Hier kann das Buch durchgeblättert werden!


Alle Bilder: VeloceToday
Der dokumentarische Kinofilm "Senna" kam wohl nicht bei jedem gut an: Brandes Elitch von VeloceToday jedenfalls schreibt in seinem Artikel "Senna, Manso and a Dog", er habe nach dem Kinobesuch nicht mehr über den Rennfahrer Ayrton Senna gewusst als vorher – zudem sei nichts zu den spezifischen Charakteristika der Autos und Strecken erklärt worden, auf denen Senna fuhr. Doch der Rezensent empfiehlt in seinem amüsanten und lesenswerten Artikel gleich zwei (natürlich englischsprachige) Buchtitel. Warum? Ganz einfach: The difference between the book and the movie is the difference between being a fly on the wall in a psychiatrist’s office and watching a newsreel. 
"Vrooom!! – Conversations with the Grand Prix Champions" von Peter Manso enthält ungewöhnliche Interviews mit den Rennsport-Größen von einst. Manso nahm sich Zeit, lebte mit ihnen den Rennzirkus, wurde zum Freund, und durfte deshalb auch ungewöhnliche Fragen stellen. 

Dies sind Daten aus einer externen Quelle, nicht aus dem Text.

fn validate(config: &Config) -> Result<(), ConfigError> {
    if config.league.num_teams == 0 {
        return Err(ConfigError::ValidationError {
            field: "league.num_teams".into(),
            message: "must be greater than 0".into(),
        });
    }

    if config.league.num_teams > MAX_TEAM_COUNT {
        return Err(ConfigError::ValidationError {
            field: "league.num_teams".into(),
            message: format!("must be at most {MAX_TEAM_COUNT}"),
        });
    }

    if config.league.default_budget == 0 {
        return Err(ConfigError::ValidationError {
            field: "league.default_budget".into(),
            message: "must be greater than 0".into(),
        });
    }

    if config.ws_port == 0 {
        return Err(ConfigError::ValidationError {
            field: "websocket.port".into(),
            message: "must be greater than 0".into(),
        });
    }

    if config.db_path.trim().is_empty() {
        return Err(ConfigError::ValidationError {
            field: "database.path".into(),
            message: "must not be empty".into(),
        });
    }

    Ok(())
}
use once_cell::sync::Lazy;
use regex::Regex;
use std::collections::{HashMap, HashSet};

/// `@` followed by one or more word characters
static MENTION: Lazy<Regex> = Lazy::new(|| Regex::new(r"@(\w+)").expect("mention pattern is valid"));

/// Handles each user mentions in their description, keyed by user index
///
/// Users without a single mention have no entry at all.
#[derive(Debug, Clone, Default, PartialEq, Eq)]
pub struct PreferenceMap {
    mentions: HashMap<usize, HashSet<String>>,
}

impl PreferenceMap {
    /// Does user `index` mention `handle`?
    #[inline]
    pub fn wants(&self, index: usize, handle: &str) -> bool {
        self.mentions
            .get(&index)
            .is_some_and(|handles| handles.contains(handle))
    }

    pub fn get(&self, index: usize) -> Option<&HashSet<String>> {
        self.mentions.get(&index)
    }

    /// Number of users with at least one mention
    pub fn len(&self) -> usize {
        self.mentions.len()
    }

    pub fn is_empty(&self) -> bool {
        self.mentions.is_empty()
    }
}

/// Scan every text for `@handle` mentions
///
/// Matching is case-sensitive on the raw token; repeated mentions collapse.
pub fn extract_preferences<S: AsRef<str>>(texts: &[S]) -> PreferenceMap {
    let mentions = texts
        .iter()
        .enumerate()
        .filter_map(|(index, text)| {
            let handles: HashSet<String> = MENTION
                .captures_iter(text.as_ref())
                .map(|caps| caps[1].to_string())
                .collect();

            (!handles.is_empty()).then_some((index, handles))
        })
        .collect();

    PreferenceMap { mentions }
}
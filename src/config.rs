use config::{Config, ConfigError, Environment, File};
use serde::Deserialize;
use std::path::Path;
use crate::core::engine::{EngineSettings, TieBreak, DEFAULT_ONE_SIDED_BONUS};

/// Application configuration
#[derive(Debug, Clone, Deserialize)]
pub struct Settings {
    #[serde(default)]
    pub server: ServerSettings,
    #[serde(default)]
    pub ollama: OllamaSettings,
    #[serde(default)]
    pub database: DatabaseSettings,
    #[serde(default)]
    pub matching: MatchingSettings,
    #[serde(default)]
    pub availability: AvailabilitySettings,
    #[serde(default)]
    pub logging: LoggingSettings,
}

#[derive(Debug, Clone, Deserialize)]
pub struct ServerSettings {
    #[serde(default = "default_host")]
    pub host: String,
    #[serde(default = "default_port")]
    pub port: u16,
    pub workers: Option<usize>,
}

impl Default for ServerSettings {
    fn default() -> Self {
        Self {
            host: default_host(),
            port: default_port(),
            workers: None,
        }
    }
}

fn default_host() -> String { "0.0.0.0".to_string() }
fn default_port() -> u16 { 8080 }

#[derive(Debug, Clone, Deserialize)]
pub struct OllamaSettings {
    #[serde(default = "default_ollama_url")]
    pub url: String,
    #[serde(default = "default_ollama_model")]
    pub model: String,
    #[serde(default = "default_ollama_timeout")]
    pub timeout_secs: u64,
    /// Pull the model on startup
    #[serde(default)]
    pub pull_on_start: bool,
    #[serde(default = "default_cache_size")]
    pub cache_size: u64,
    #[serde(default = "default_cache_ttl")]
    pub cache_ttl_secs: u64,
}

impl Default for OllamaSettings {
    fn default() -> Self {
        Self {
            url: default_ollama_url(),
            model: default_ollama_model(),
            timeout_secs: default_ollama_timeout(),
            pull_on_start: false,
            cache_size: default_cache_size(),
            cache_ttl_secs: default_cache_ttl(),
        }
    }
}

fn default_ollama_url() -> String { "http://localhost:11434".to_string() }
fn default_ollama_model() -> String { "paraphrase-multilingual".to_string() }
fn default_ollama_timeout() -> u64 { 30 }
fn default_cache_size() -> u64 { 10_000 }
fn default_cache_ttl() -> u64 { 86_400 }

/// Database connection; without a URL results are kept in memory
#[derive(Debug, Clone, Default, Deserialize)]
pub struct DatabaseSettings {
    pub url: Option<String>,
    pub max_connections: Option<u32>,
    pub min_connections: Option<u32>,
    pub acquire_timeout_secs: Option<u64>,
    pub idle_timeout_secs: Option<u64>,
}

#[derive(Debug, Clone, Deserialize)]
pub struct MatchingSettings {
    #[serde(default = "default_one_sided_bonus")]
    pub one_sided_bonus: f64,
    #[serde(default)]
    pub tie_break: TieBreak,
}

impl Default for MatchingSettings {
    fn default() -> Self {
        Self {
            one_sided_bonus: default_one_sided_bonus(),
            tie_break: TieBreak::default(),
        }
    }
}

fn default_one_sided_bonus() -> f64 { DEFAULT_ONE_SIDED_BONUS }

/// Time slots a mask position stands for, in mask order
#[derive(Debug, Clone, Deserialize)]
pub struct AvailabilitySettings {
    #[serde(default = "default_slots")]
    pub slots: Vec<String>,
}

impl Default for AvailabilitySettings {
    fn default() -> Self {
        Self { slots: default_slots() }
    }
}

fn default_slots() -> Vec<String> {
    [
        "10:00 -- 12:00",
        "12:00 -- 14:00",
        "14:00 -- 16:00",
        "16:00 -- 18:00",
        "18:00 -- 20:00",
        "20:00 -- 22:00",
    ]
    .iter()
    .map(|s| s.to_string())
    .collect()
}

#[derive(Debug, Clone, Deserialize)]
pub struct LoggingSettings {
    #[serde(default = "default_log_level")]
    pub level: String,
    #[serde(default = "default_log_format")]
    pub format: String,
}

impl Default for LoggingSettings {
    fn default() -> Self {
        Self {
            level: default_log_level(),
            format: default_log_format(),
        }
    }
}

fn default_log_level() -> String { "info".to_string() }
fn default_log_format() -> String { "json".to_string() }

impl Settings {
    /// Load configuration from file and environment variables
    ///
    /// Configuration is loaded in the following order (later overrides earlier):
    /// 1. Default values in the struct
    /// 2. Configuration file (config/default.toml)
    /// 3. Local overrides (config/local.toml)
    /// 4. Environment variables (prefixed with PAIRING__)
    pub fn load() -> Result<Self, ConfigError> {
        let settings = Config::builder()
            .add_source(File::with_name("config/default").required(false))
            .add_source(File::with_name("config/local").required(false))
            // e.g., PAIRING__SERVER__PORT -> server.port
            .add_source(
                Environment::with_prefix("PAIRING")
                    .prefix_separator("__")
                    .separator("__")
                    .try_parsing(true),
            )
            .build()?;

        let settings = with_database_url(settings)?;

        settings.try_deserialize::<Self>()?.validated()
    }

    /// Load configuration from a custom path
    pub fn load_from<P: AsRef<Path>>(path: P) -> Result<Self, ConfigError> {
        let settings = Config::builder()
            .add_source(File::from(path.as_ref()))
            .add_source(
                Environment::with_prefix("PAIRING")
                    .prefix_separator("__")
                    .separator("__")
                    .try_parsing(true),
            )
            .build()?;

        settings.try_deserialize::<Self>()?.validated()
    }

    /// Engine tunables derived from the matching and availability sections
    pub fn engine_settings(&self) -> EngineSettings {
        EngineSettings {
            one_sided_bonus: self.matching.one_sided_bonus,
            slot_count: self.availability.slots.len(),
            tie_break: self.matching.tie_break,
        }
    }

    fn validated(self) -> Result<Self, ConfigError> {
        let slots = self.availability.slots.len();
        if slots == 0 || slots > crate::core::availability::MAX_SLOTS {
            return Err(ConfigError::Message(format!(
                "availability.slots must list between 1 and {} slots, got {}",
                crate::core::availability::MAX_SLOTS,
                slots
            )));
        }
        if !self.matching.one_sided_bonus.is_finite() {
            return Err(ConfigError::Message("matching.one_sided_bonus must be finite".into()));
        }
        Ok(self)
    }
}

/// Take the database URL from the conventional DATABASE_URL variable when set
fn with_database_url(settings: Config) -> Result<Config, ConfigError> {
    match std::env::var("DATABASE_URL") {
        Ok(url) => Config::builder()
            .add_source(settings)
            .set_override("database.url", url)?
            .build(),
        Err(_) => Ok(settings),
    }
}
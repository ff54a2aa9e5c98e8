use actix_web::{web, HttpResponse, Responder};
use validator::Validate;
use crate::core::{MatchError, PairingEngine, SimilarityProvider};
use crate::models::{
    ErrorResponse, HealthResponse, MatchOutcome, PairUsersRequest, PairingResponse, PairingRun,
    PairingRunResponse, UserRecord,
};
use crate::services::PairStore;
use std::sync::Arc;

/// Application state shared across all handlers
#[derive(Clone)]
pub struct AppState {
    pub provider: Arc<dyn SimilarityProvider>,
    pub store: Arc<dyn PairStore>,
    pub engine: PairingEngine,
    pub slot_labels: Arc<Vec<String>>,
}

/// Configure all pairing routes
pub fn configure(cfg: &mut web::ServiceConfig) {
    cfg
        .route("/health", web::get().to(health_check))
        .route("/pairs/preview", web::post().to(preview_pairs))
        .route("/pairs/run", web::post().to(run_pairs))
        .route("/pairs/latest", web::get().to(latest_pairs));
}

fn error_response(status: u16, error: &str, message: String) -> HttpResponse {
    let body = ErrorResponse {
        error: error.to_string(),
        message,
        status_code: status,
    };

    match status {
        400 => HttpResponse::BadRequest().json(body),
        404 => HttpResponse::NotFound().json(body),
        502 => HttpResponse::BadGateway().json(body),
        _ => HttpResponse::InternalServerError().json(body),
    }
}

fn match_error_response(err: &MatchError) -> HttpResponse {
    match err {
        MatchError::DuplicateHandle(_) | MatchError::MaskWidth { .. } | MatchError::Mask(_) => {
            error_response(400, "Invalid user snapshot", err.to_string())
        }
        MatchError::Similarity(_) | MatchError::MatrixShape { .. } => {
            error_response(502, "Similarity scoring failed", err.to_string())
        }
    }
}

/// Validate the request and run the engine over it
async fn compute(
    state: &AppState,
    req: &PairUsersRequest,
) -> Result<MatchOutcome, HttpResponse> {
    if let Err(errors) = req.validate() {
        tracing::info!("Validation failed for pairing request: {:?}", errors);
        return Err(error_response(400, "Validation failed", errors.to_string()));
    }

    tracing::info!("Pairing {} users", req.users.len());

    state
        .engine
        .run(&req.users, state.provider.as_ref())
        .await
        .map_err(|e| {
            tracing::error!("Pairing run failed: {}", e);
            match_error_response(&e)
        })
}

fn build_response(state: &AppState, users: &[UserRecord], outcome: &MatchOutcome) -> PairingResponse {
    PairingResponse::build(users, outcome, &state.slot_labels)
}

/// Health check endpoint
async fn health_check(state: web::Data<AppState>) -> impl Responder {
    let healthy = state.store.health_check().await.unwrap_or(false);

    let status = if healthy { "healthy" } else { "degraded" };

    HttpResponse::Ok().json(HealthResponse {
        status: status.to_string(),
        version: env!("CARGO_PKG_VERSION").to_string(),
        timestamp: chrono::Utc::now(),
    })
}

/// Dry run: pair users without touching stored results
///
/// POST /api/v1/pairs/preview
///
/// Request body:
/// ```json
/// {
///   "users": [
///     {"handle": "string", "gender": "male|female", "about": "string", "availability": "101000"}
///   ]
/// }
/// ```
async fn preview_pairs(
    state: web::Data<AppState>,
    req: web::Json<PairUsersRequest>,
) -> impl Responder {
    match compute(&state, &req).await {
        Ok(outcome) => HttpResponse::Ok().json(build_response(&state, &req.users, &outcome)),
        Err(response) => response,
    }
}

/// Pair users and replace the stored results with the new run
///
/// POST /api/v1/pairs/run
async fn run_pairs(
    state: web::Data<AppState>,
    req: web::Json<PairUsersRequest>,
) -> impl Responder {
    let outcome = match compute(&state, &req).await {
        Ok(outcome) => outcome,
        Err(response) => return response,
    };

    let run = PairingRun::from_outcome(&req.users, &outcome);

    if let Err(e) = state.store.replace_all(&run).await {
        tracing::error!("Failed to store pairing run {}: {}", run.run_id, e);
        return error_response(500, "Failed to store pairing results", e.to_string());
    }

    tracing::info!(
        "Run {} stored: {} pairs, {} full matches",
        run.run_id,
        outcome.pairs.len(),
        outcome.full_matches.len()
    );

    HttpResponse::Ok().json(PairingRunResponse {
        run_id: run.run_id,
        created_at: run.created_at,
        result: build_response(&state, &req.users, &outcome),
    })
}

/// Latest stored run
///
/// GET /api/v1/pairs/latest
async fn latest_pairs(state: web::Data<AppState>) -> impl Responder {
    match state.store.load_latest().await {
        Ok(Some(run)) => HttpResponse::Ok().json(run),
        Ok(None) => error_response(404, "Not found", "No pairing run has been stored yet".to_string()),
        Err(e) => {
            tracing::error!("Failed to load latest pairing run: {}", e);
            error_response(500, "Failed to load pairing results", e.to_string())
        }
    }
}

Und dann wäre da noch der Roman "The Art of Racing in the Rain" von Garth Stein, der aus der Sicht eines Hundes eine Familiengeschichte erzählt und rein zufällig mit einem Senna-Zitat beginnt: “With your mind power, your determination, your instinct, and experience as well, you can fly very high.”.